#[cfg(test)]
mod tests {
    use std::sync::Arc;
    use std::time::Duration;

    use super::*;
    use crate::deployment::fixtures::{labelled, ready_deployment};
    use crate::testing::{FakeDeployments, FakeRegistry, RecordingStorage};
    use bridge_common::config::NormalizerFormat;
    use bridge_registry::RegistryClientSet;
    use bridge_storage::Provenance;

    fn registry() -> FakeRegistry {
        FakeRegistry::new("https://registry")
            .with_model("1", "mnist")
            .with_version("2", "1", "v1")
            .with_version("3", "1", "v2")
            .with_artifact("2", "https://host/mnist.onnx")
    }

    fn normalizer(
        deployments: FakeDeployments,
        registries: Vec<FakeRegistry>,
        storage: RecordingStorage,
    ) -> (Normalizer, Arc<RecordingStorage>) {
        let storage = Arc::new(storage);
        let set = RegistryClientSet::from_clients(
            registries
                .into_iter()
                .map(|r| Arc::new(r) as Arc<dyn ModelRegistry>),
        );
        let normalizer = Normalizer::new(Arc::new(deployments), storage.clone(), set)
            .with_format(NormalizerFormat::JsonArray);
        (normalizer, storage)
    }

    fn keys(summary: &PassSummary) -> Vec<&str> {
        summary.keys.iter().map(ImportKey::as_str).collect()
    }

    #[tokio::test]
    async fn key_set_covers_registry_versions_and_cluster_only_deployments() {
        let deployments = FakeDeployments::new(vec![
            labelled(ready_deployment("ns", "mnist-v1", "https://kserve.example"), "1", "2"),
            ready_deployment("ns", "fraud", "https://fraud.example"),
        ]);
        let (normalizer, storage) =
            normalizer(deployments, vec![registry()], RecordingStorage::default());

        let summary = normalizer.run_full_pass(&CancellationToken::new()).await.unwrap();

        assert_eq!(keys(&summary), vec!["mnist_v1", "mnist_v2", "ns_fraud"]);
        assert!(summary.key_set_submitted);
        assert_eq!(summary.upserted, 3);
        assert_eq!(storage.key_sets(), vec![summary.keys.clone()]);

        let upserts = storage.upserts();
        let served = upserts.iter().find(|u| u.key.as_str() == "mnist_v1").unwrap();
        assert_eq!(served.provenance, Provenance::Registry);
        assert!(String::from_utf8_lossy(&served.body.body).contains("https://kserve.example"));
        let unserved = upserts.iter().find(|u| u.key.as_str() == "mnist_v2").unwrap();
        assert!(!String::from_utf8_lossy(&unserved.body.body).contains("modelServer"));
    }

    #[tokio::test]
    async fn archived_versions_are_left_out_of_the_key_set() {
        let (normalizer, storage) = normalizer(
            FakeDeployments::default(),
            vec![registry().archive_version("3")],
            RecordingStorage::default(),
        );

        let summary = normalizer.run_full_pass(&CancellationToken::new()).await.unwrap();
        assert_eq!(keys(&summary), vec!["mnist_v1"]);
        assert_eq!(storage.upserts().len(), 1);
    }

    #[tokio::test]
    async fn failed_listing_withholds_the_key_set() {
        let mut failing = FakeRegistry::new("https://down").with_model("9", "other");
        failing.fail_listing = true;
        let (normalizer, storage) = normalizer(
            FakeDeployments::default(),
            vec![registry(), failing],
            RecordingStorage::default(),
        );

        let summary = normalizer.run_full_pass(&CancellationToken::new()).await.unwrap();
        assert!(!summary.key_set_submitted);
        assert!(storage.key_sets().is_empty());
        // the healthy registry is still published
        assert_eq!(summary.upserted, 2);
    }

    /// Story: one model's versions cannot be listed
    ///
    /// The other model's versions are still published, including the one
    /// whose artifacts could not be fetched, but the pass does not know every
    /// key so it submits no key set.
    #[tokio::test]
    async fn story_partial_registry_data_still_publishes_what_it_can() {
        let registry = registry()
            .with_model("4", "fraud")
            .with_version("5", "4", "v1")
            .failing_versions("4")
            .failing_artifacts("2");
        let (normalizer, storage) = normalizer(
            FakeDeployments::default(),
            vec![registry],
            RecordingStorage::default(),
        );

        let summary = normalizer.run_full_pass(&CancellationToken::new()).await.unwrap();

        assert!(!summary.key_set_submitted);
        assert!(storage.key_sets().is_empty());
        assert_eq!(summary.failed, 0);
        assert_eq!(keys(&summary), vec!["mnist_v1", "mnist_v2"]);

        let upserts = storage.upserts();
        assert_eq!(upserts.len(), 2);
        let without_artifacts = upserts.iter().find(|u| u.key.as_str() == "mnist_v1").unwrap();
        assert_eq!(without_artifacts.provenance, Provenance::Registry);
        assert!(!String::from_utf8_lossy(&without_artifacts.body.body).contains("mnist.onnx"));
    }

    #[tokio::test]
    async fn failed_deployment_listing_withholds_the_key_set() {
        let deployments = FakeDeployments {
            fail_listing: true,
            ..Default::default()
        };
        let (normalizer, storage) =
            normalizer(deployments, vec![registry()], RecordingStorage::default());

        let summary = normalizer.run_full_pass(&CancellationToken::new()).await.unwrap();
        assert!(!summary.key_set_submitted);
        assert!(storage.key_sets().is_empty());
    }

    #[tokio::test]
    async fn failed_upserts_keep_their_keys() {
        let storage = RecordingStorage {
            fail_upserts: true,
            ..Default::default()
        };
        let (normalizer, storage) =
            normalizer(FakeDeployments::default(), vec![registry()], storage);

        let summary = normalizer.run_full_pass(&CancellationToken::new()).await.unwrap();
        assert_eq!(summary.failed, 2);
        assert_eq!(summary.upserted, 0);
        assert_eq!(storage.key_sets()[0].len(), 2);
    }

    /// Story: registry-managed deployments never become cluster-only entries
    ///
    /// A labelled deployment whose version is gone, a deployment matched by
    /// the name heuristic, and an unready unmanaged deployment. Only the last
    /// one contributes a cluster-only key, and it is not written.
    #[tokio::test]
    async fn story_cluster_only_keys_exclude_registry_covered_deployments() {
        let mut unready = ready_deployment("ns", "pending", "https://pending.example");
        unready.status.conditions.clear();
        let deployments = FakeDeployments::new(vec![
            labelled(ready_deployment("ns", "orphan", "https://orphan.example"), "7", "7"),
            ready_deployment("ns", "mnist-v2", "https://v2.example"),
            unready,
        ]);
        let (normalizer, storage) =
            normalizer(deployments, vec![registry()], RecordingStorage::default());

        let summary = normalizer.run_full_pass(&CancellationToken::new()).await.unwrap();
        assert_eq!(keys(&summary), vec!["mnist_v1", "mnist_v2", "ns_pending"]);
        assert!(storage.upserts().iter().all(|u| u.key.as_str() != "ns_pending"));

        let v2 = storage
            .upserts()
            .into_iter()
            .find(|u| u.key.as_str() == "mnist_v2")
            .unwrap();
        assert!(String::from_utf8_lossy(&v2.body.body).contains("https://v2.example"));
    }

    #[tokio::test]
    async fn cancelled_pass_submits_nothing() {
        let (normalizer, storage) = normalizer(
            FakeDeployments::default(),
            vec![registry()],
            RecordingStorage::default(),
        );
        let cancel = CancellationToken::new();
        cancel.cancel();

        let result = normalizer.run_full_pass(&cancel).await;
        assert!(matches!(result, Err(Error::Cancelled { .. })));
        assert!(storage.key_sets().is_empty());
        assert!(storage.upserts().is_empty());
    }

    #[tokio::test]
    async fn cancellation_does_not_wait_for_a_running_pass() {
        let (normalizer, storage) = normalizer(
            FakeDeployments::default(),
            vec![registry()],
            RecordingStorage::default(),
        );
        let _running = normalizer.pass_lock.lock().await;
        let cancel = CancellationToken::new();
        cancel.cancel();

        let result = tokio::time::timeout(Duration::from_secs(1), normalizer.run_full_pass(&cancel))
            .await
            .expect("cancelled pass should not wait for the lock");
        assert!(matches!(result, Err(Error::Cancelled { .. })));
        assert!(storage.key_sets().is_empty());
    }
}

_ _ _ _ _ _ _

Exercise directions |
Every line of the material should be transcribed without alteration.

Response to this exercise |
#[cfg(test)]
mod tests {
    use std::sync::Arc;
    use std::time::Duration;

    use super::*;
    use crate::deployment::fixtures::{labelled, ready_deployment};
    use crate::testing::{FakeDeployments, FakeRegistry, RecordingStorage};
    use bridge_common::config::NormalizerFormat;
    use bridge_registry::RegistryClientSet;
    use bridge_storage::Provenance;

    fn registry() -> FakeRegistry {
        FakeRegistry::new("https://registry")
            .with_model("1", "mnist")
            .with_version("2", "1", "v1")
            .with_version("3", "1", "v2")
            .with_artifact("2", "https://host/mnist.onnx")
    }

    fn normalizer(
        deployments: FakeDeployments,
        registries: Vec<FakeRegistry>,
        storage: RecordingStorage,
    ) -> (Normalizer, Arc<RecordingStorage>) {
        let storage = Arc::new(storage);
        let set = RegistryClientSet::from_clients(
            registries
                .into_iter()
                .map(|r| Arc::new(r) as Arc<dyn ModelRegistry>),
        );
        let normalizer = Normalizer::new(Arc::new(deployments), storage.clone(), set)
            .with_format(NormalizerFormat::JsonArray);
        (normalizer, storage)
    }

    fn keys(summary: &PassSummary) -> Vec<&str> {
        summary.keys.iter().map(ImportKey::as_str).collect()
    }

    #[tokio::test]
    async fn key_set_covers_registry_versions_and_cluster_only_deployments() {
        let deployments = FakeDeployments::new(vec![
            labelled(ready_deployment("ns", "mnist-v1", "https://kserve.example"), "1", "2"),
            ready_deployment("ns", "fraud", "https://fraud.example"),
        ]);
        let (normalizer, storage) =
            normalizer(deployments, vec![registry()], RecordingStorage::default());

        let summary = normalizer.run_full_pass(&CancellationToken::new()).await.unwrap();

        assert_eq!(keys(&summary), vec!["mnist_v1", "mnist_v2", "ns_fraud"]);
        assert!(summary.key_set_submitted);
        assert_eq!(summary.upserted, 3);
        assert_eq!(storage.key_sets(), vec![summary.keys.clone()]);

        let upserts = storage.upserts();
        let served = upserts.iter().find(|u| u.key.as_str() == "mnist_v1").unwrap();
        assert_eq!(served.provenance, Provenance::Registry);
        assert!(String::from_utf8_lossy(&served.body.body).contains("https://kserve.example"));
        let unserved = upserts.iter().find(|u| u.key.as_str() == "mnist_v2").unwrap();
        assert!(!String::from_utf8_lossy(&unserved.body.body).contains("modelServer"));
    }

    #[tokio::test]
    async fn archived_versions_are_left_out_of_the_key_set() {
        let (normalizer, storage) = normalizer(
            FakeDeployments::default(),
            vec![registry().archive_version("3")],
            RecordingStorage::default(),
        );

        let summary = normalizer.run_full_pass(&CancellationToken::new()).await.unwrap();
        assert_eq!(keys(&summary), vec!["mnist_v1"]);
        assert_eq!(storage.upserts().len(), 1);
    }

    #[tokio::test]
    async fn failed_listing_withholds_the_key_set() {
        let mut failing = FakeRegistry::new("https://down").with_model("9", "other");
        failing.fail_listing = true;
        let (normalizer, storage) = normalizer(
            FakeDeployments::default(),
            vec![registry(), failing],
            RecordingStorage::default(),
        );

        let summary = normalizer.run_full_pass(&CancellationToken::new()).await.unwrap();
        assert!(!summary.key_set_submitted);
        assert!(storage.key_sets().is_empty());
        // the healthy registry is still published
        assert_eq!(summary.upserted, 2);
    }

    /// Story: one model's versions cannot be listed
    ///
    /// The other model's versions are still published, including the one
    /// whose artifacts could not be fetched, but the pass does not know every
    /// key so it submits no key set.
    #[tokio::test]
    async fn story_partial_registry_data_still_publishes_what_it_can() {
        let registry = registry()
            .with_model("4", "fraud")
            .with_version("5", "4", "v1")
            .failing_versions("4")
            .failing_artifacts("2");
        let (normalizer, storage) = normalizer(
            FakeDeployments::default(),
            vec![registry],
            RecordingStorage::default(),
        );

        let summary = normalizer.run_full_pass(&CancellationToken::new()).await.unwrap();

        assert!(!summary.key_set_submitted);
        assert!(storage.key_sets().is_empty());
        assert_eq!(summary.failed, 0);
        assert_eq!(keys(&summary), vec!["mnist_v1", "mnist_v2"]);

        let upserts = storage.upserts();
        assert_eq!(upserts.len(), 2);
        let without_artifacts = upserts.iter().find(|u| u.key.as_str() == "mnist_v1").unwrap();
        assert_eq!(without_artifacts.provenance, Provenance::Registry);
        assert!(!String::from_utf8_lossy(&without_artifacts.body.body).contains("mnist.onnx"));
    }

    #[tokio::test]
    async fn failed_deployment_listing_withholds_the_key_set() {
        let deployments = FakeDeployments {
            fail_listing: true,
            ..Default::default()
        };
        let (normalizer, storage) =
            normalizer(deployments, vec![registry()], RecordingStorage::default());

        let summary = normalizer.run_full_pass(&CancellationToken::new()).await.unwrap();
        assert!(!summary.key_set_submitted);
        assert!(storage.key_sets().is_empty());
    }

    #[tokio::test]
    async fn failed_upserts_keep_their_keys() {
        let storage = RecordingStorage {
            fail_upserts: true,
            ..Default::default()
        };
        let (normalizer, storage) =
            normalizer(FakeDeployments::default(), vec![registry()], storage);

        let summary = normalizer.run_full_pass(&CancellationToken::new()).await.unwrap();
        assert_eq!(summary.failed, 2);
        assert_eq!(summary.upserted, 0);
        assert_eq!(storage.key_sets()[0].len(), 2);
    }

    /// Story: registry-managed deployments never become cluster-only entries
    ///
    /// A labelled deployment whose version is gone, a deployment matched by
    /// the name heuristic, and an unready unmanaged deployment. Only the last
    /// one contributes a cluster-only key, and it is not written.
    #[tokio::test]
    async fn story_cluster_only_keys_exclude_registry_covered_deployments() {
        let mut unready = ready_deployment("ns", "pending", "https://pending.example");
        unready.status.conditions.clear();
        let deployments = FakeDeployments::new(vec![
            labelled(ready_deployment("ns", "orphan", "https://orphan.example"), "7", "7"),
            ready_deployment("ns", "mnist-v2", "https://v2.example"),
            unready,
        ]);
        let (normalizer, storage) =
            normalizer(deployments, vec![registry()], RecordingStorage::default());

        let summary = normalizer.run_full_pass(&CancellationToken::new()).await.unwrap();
        assert_eq!(keys(&summary), vec!["mnist_v1", "mnist_v2", "ns_pending"]);
        assert!(storage.upserts().iter().all(|u| u.key.as_str() != "ns_pending"));

        let v2 = storage
            .upserts()
            .into_iter()
            .find(|u| u.key.as_str() == "mnist_v2")
            .unwrap();
        assert!(String::from_utf8_lossy(&v2.body.body).contains("https://v2.example"));
    }

    #[tokio::test]
    async fn cancelled_pass_submits_nothing() {
        let (normalizer, storage) = normalizer(
            FakeDeployments::default(),
            vec![registry()],
            RecordingStorage::default(),
        );
        let cancel = CancellationToken::new();
        cancel.cancel();

        let result = normalizer.run_full_pass(&cancel).await;
        assert!(matches!(result, Err(Error::Cancelled { .. })));
        assert!(storage.key_sets().is_empty());
        assert!(storage.upserts().is_empty());
    }

    #[tokio::test]
    async fn cancellation_does_not_wait_for_a_running_pass() {
        let (normalizer, storage) = normalizer(
            FakeDeployments::default(),
            vec![registry()],
            RecordingStorage::default(),
        );
        let _running = normalizer.pass_lock.lock().await;
        let cancel = CancellationToken::new();
        cancel.cancel();

        let result = tokio::time::timeout(Duration::from_secs(1), normalizer.run_full_pass(&cancel))
            .await
            .expect("cancelled pass should not wait for the lock");
        assert!(matches!(result, Err(Error::Cancelled { .. })));
        assert!(storage.key_sets().is_empty());
    }
}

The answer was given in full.